There are multiple kinds of compatibility described in that document above. I will attempt to summarize some of the pieces I think are most important to know:

  • Minor Version Compatibility: compile aganst any CUDA 11.x Toolkit, run on any driver >= 450.80.02. This has two caveats:
    • If your application uses CUDA features that are not available in older drivers, then it will return an error code cudaErrorCallRequiresNewerDriver. An example of this would be calling cudaMemcpyAsync with a driver older than 11.2, when that was introduced (blog post).
    • If your application compiles device code to PTX (like some JIT compiled features of various libraries), you need drivers that match the runtime. For deploying RAPIDS, we have designed some workarounds with tools like ptxcompiler for numba, but this is rather complex and I'd recommend just building containers for more CUDA versions if that can solve your problem.
  • Forward Compatibility: Use the cuda-compat package to enable compatibility with newer toolkits on older drivers
    • The nvidia/cuda Docker images come with cuda-compat installed (example) and that's why they can work with older drivers. I can't recall exactly how this works, though -- I feel like there might be requirements imposed by nvidia-container-runtime or nvidia-docker2? I would defer to others' knowledge of how containers and cuda-compat work together in practice.

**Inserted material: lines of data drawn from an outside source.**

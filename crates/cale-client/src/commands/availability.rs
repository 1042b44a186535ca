//! Availability command: prints the open windows of one event type.

use std::io::Write;
use std::time::Duration;

use cale_core::{AvailabilityPipeline, FilterConfig, TimeOfDay};
use cale_providers::calendly::{CalendlyConfig, CalendlyProvider};
use cale_providers::{AvailabilityProvider, ProviderErrorCode, RangeQuery};
use chrono::Local;
use tracing::debug;

use crate::cli::QueryArgs;
use crate::config::ClientConfig;
use crate::error::{ClientError, ClientResult};

/// Runs the availability query and prints one line per window to stdout.
pub async fn run(args: &QueryArgs, config: &ClientConfig) -> ClientResult<()> {
    let slug = parse_slug(args.slug.as_deref())?;

    // Bad cutoffs fail before any request is made.
    let filter = filter_config(args, config)?;
    let provider = CalendlyProvider::new(provider_config(args, config)?)?;
    let query = provider.query_for(Local::now().date_naive(), days_in_future(args, config));

    let lines = availability_lines(&provider, slug, &query, filter).await?;

    let mut stdout = std::io::stdout().lock();
    for line in &lines {
        writeln!(stdout, "{}", line)?;
    }
    Ok(())
}

/// Resolves the event type, fetches its slots and runs the pipeline.
pub async fn availability_lines(
    provider: &dyn AvailabilityProvider,
    slug: &str,
    query: &RangeQuery,
    filter: FilterConfig,
) -> ClientResult<Vec<String>> {
    let event_type = provider
        .resolve_event_type(slug)
        .await
        .map_err(|e| match e.code() {
            ProviderErrorCode::EventTypeNotFound => ClientError::LookupNotFound {
                slug: slug.to_string(),
            },
            _ => ClientError::from(e),
        })?;

    let days = provider.fetch_availability(&event_type, query).await?;
    debug!("{} returned {} days", provider.name(), days.len());

    let pipeline = AvailabilityPipeline::new(event_type.duration(), filter);
    Ok(pipeline.run(&days)?)
}

/// Validates the positional argument.
pub fn parse_slug(arg: Option<&str>) -> ClientResult<&str> {
    let slug = arg
        .map(str::trim)
        .filter(|s| !s.is_empty())
        .ok_or_else(|| ClientError::Usage("missing event type slug; see 'cale --help'".to_string()))?;

    if slug.starts_with("https") {
        return Err(ClientError::Usage("URL argument not implemented yet".to_string()));
    }
    Ok(slug)
}

/// Builds the filter from flags, falling back to `[filters]`.
pub fn filter_config(args: &QueryArgs, config: &ClientConfig) -> ClientResult<FilterConfig> {
    let settings = &config.filters;
    let mut filter = FilterConfig::new().with_weekdays_only(args.weekdays || settings.weekdays);

    if let Some(raw) = args.start_by.as_ref().or(settings.start_by.as_ref()) {
        filter = filter.with_start_by(raw.parse::<TimeOfDay>()?);
    }
    if let Some(raw) = args.end_by.as_ref().or(settings.end_by.as_ref()) {
        filter = filter.with_end_by(raw.parse::<TimeOfDay>()?);
    }

    Ok(filter)
}

/// Builds the Calendly provider configuration from flags, the config file
/// and the environment.
pub fn provider_config(args: &QueryArgs, config: &ClientConfig) -> ClientResult<CalendlyConfig> {
    let settings = &config.calendly;
    let mut provider = CalendlyConfig::new(config.api_token()?);

    if let Some(ref uri) = settings.user_uri {
        provider = provider.with_user_uri(uri);
    }
    if let Some(ref base) = settings.api_base {
        provider = provider.with_api_base(base);
    }
    if let Some(ref base) = settings.booking_base {
        provider = provider.with_booking_base(base);
    }
    if let Some(tz) = args.timezone.as_ref().or(settings.timezone.as_ref()) {
        provider = provider.with_timezone(tz);
    }
    if let Some(secs) = args.timeout.or(settings.timeout) {
        provider = provider.with_timeout(Duration::from_secs(secs));
    }

    provider.validate()?;
    Ok(provider)
}

/// Returns the query range size from flags, `[filters]`, or the default.
pub fn days_in_future(args: &QueryArgs, config: &ClientConfig) -> u32 {
    args.num_days_in_future
        .or(config.filters.num_days_in_future)
        .unwrap_or(RangeQuery::DEFAULT_DAYS_IN_FUTURE)
}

I haven't dealt with compatibility questions including cudnn before. I know that is versioned separately and I suspect that might have an impact on the compatibility matrix, but I am uncertain.

Conclusion: Leveraging CUDA compatibility is great if it works for your use case. If you're not sure about your application requirements (or your dependencies' requirements) or if things just aren't working, you can always build multiple containers for each version of CUDA you need to support and things should be fine.